Top of Data extract
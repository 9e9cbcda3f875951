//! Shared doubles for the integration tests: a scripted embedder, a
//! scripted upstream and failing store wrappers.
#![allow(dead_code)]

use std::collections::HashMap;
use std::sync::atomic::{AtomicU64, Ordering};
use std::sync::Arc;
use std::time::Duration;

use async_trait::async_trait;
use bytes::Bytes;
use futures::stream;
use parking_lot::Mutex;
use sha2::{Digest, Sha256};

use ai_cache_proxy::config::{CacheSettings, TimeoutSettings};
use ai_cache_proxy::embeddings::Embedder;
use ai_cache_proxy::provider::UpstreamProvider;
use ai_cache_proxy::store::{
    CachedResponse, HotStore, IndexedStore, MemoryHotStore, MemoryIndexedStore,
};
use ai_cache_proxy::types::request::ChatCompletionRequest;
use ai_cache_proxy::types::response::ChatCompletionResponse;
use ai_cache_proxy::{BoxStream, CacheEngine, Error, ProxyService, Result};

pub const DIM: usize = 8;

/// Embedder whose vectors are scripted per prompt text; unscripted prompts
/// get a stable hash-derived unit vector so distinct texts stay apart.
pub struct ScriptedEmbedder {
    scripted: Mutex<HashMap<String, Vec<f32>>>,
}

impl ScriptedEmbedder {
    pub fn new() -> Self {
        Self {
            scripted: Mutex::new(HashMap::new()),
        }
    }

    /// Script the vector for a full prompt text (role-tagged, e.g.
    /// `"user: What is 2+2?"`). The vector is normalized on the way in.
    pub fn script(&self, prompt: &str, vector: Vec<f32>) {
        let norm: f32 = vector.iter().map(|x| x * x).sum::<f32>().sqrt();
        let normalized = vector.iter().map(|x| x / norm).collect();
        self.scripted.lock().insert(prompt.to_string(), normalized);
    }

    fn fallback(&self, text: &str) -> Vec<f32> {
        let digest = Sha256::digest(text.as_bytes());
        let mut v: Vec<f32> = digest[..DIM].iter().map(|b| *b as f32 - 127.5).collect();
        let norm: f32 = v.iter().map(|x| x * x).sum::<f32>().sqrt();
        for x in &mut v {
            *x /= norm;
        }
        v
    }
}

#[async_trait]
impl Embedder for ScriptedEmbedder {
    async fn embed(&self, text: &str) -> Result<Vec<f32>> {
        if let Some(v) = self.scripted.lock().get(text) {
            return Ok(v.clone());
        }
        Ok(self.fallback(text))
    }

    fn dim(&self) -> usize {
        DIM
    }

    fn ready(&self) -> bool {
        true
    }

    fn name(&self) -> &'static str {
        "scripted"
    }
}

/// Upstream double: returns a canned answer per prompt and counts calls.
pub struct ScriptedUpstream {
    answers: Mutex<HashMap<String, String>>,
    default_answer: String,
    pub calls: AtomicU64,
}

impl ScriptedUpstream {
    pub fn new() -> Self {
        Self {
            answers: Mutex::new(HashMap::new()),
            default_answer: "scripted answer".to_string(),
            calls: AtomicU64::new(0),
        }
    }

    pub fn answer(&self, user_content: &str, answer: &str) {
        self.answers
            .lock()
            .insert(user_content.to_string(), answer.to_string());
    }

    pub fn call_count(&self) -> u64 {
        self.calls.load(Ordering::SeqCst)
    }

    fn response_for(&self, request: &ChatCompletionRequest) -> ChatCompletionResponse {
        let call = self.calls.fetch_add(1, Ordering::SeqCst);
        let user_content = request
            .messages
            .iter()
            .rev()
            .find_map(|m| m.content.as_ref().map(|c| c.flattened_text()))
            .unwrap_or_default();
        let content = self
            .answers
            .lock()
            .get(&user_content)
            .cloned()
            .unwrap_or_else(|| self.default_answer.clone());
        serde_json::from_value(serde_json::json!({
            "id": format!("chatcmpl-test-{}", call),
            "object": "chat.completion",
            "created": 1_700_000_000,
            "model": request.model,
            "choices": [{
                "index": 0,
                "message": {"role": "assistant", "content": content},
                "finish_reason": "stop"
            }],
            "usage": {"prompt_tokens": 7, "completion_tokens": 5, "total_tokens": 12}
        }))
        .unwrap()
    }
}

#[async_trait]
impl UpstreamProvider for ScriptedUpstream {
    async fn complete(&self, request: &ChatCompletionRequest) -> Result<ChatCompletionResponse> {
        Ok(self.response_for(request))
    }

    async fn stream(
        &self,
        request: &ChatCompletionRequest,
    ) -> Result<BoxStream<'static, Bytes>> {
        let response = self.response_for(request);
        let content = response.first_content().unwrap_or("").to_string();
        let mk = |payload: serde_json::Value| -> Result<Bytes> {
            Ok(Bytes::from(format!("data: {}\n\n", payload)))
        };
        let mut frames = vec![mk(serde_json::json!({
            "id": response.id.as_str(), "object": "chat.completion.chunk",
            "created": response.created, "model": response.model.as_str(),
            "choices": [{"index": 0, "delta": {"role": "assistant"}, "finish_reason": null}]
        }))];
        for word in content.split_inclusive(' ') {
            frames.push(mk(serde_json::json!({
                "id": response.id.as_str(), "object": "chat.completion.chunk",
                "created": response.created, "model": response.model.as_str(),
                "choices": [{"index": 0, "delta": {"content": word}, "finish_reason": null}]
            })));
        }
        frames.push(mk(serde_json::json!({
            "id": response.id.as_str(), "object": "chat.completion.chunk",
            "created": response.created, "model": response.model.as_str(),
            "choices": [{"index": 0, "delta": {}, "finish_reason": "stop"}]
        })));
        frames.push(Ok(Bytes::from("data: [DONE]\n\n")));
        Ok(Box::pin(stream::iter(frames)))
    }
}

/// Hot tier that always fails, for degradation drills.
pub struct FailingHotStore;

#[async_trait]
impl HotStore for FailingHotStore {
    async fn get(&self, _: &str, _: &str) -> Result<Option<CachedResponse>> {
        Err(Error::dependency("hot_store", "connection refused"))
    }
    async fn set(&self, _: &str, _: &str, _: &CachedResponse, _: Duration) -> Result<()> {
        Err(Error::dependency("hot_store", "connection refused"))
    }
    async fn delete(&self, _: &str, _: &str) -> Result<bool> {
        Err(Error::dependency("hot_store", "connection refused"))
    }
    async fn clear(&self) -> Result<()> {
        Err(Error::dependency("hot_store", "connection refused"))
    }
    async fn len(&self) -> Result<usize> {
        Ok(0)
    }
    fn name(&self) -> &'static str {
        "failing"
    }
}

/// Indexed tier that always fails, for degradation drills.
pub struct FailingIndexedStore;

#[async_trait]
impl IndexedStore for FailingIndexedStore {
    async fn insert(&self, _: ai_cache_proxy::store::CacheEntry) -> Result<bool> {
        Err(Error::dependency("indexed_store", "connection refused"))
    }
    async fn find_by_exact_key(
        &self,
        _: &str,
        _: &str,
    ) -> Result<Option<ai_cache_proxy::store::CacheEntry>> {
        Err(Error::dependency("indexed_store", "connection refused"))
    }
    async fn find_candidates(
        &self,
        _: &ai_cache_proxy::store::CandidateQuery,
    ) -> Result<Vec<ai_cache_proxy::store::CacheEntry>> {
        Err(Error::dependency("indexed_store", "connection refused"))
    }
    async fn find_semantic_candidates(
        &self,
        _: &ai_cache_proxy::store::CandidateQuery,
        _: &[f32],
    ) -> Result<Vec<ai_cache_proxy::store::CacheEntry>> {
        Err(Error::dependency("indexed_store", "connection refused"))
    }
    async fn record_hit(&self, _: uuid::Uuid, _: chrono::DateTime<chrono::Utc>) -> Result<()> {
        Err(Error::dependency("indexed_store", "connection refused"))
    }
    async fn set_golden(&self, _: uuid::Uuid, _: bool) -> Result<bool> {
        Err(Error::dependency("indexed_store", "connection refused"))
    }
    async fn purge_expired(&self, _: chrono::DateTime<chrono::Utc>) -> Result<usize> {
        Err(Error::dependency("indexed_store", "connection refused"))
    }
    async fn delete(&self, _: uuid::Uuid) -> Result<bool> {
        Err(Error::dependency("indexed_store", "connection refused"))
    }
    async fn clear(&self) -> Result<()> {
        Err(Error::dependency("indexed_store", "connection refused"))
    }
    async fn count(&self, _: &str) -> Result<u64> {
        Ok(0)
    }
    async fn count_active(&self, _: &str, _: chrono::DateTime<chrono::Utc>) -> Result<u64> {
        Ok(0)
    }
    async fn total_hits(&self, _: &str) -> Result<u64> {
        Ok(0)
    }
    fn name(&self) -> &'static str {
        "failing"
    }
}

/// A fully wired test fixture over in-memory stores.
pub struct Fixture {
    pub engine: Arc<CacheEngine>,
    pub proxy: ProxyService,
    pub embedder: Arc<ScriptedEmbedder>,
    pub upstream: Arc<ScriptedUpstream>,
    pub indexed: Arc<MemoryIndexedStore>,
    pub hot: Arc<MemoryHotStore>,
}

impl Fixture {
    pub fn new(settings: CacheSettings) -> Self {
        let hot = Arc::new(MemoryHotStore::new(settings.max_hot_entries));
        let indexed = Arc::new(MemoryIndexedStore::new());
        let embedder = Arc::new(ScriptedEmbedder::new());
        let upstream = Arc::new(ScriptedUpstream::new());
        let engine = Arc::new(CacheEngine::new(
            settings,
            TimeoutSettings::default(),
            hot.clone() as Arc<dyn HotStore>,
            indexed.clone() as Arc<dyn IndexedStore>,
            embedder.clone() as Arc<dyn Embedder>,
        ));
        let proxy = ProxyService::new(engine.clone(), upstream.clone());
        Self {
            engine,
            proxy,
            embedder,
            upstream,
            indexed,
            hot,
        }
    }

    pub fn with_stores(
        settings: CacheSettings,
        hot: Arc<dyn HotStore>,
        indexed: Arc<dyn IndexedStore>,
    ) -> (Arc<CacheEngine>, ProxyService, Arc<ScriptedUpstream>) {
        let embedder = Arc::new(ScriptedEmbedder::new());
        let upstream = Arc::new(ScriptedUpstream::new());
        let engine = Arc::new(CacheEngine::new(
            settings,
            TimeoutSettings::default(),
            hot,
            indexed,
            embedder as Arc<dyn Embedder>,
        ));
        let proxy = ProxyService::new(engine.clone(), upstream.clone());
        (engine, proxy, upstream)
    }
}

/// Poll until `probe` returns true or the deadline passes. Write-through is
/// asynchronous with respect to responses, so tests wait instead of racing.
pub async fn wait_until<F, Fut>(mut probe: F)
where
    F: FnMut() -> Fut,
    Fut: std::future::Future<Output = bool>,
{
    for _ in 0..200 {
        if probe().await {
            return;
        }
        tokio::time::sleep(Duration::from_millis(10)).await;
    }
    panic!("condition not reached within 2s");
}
Bottom of Data extract
Problem statement: The answer must be every line from the records above that contains the word "CacheEngine", copied in full.

The answer:
use ai_cache_proxy::{BoxStream, CacheEngine, Error, ProxyService, Result};
    pub engine: Arc<CacheEngine>,
        let engine = Arc::new(CacheEngine::new(
    ) -> (Arc<CacheEngine>, ProxyService, Arc<ScriptedUpstream>) {
        let engine = Arc::new(CacheEngine::new(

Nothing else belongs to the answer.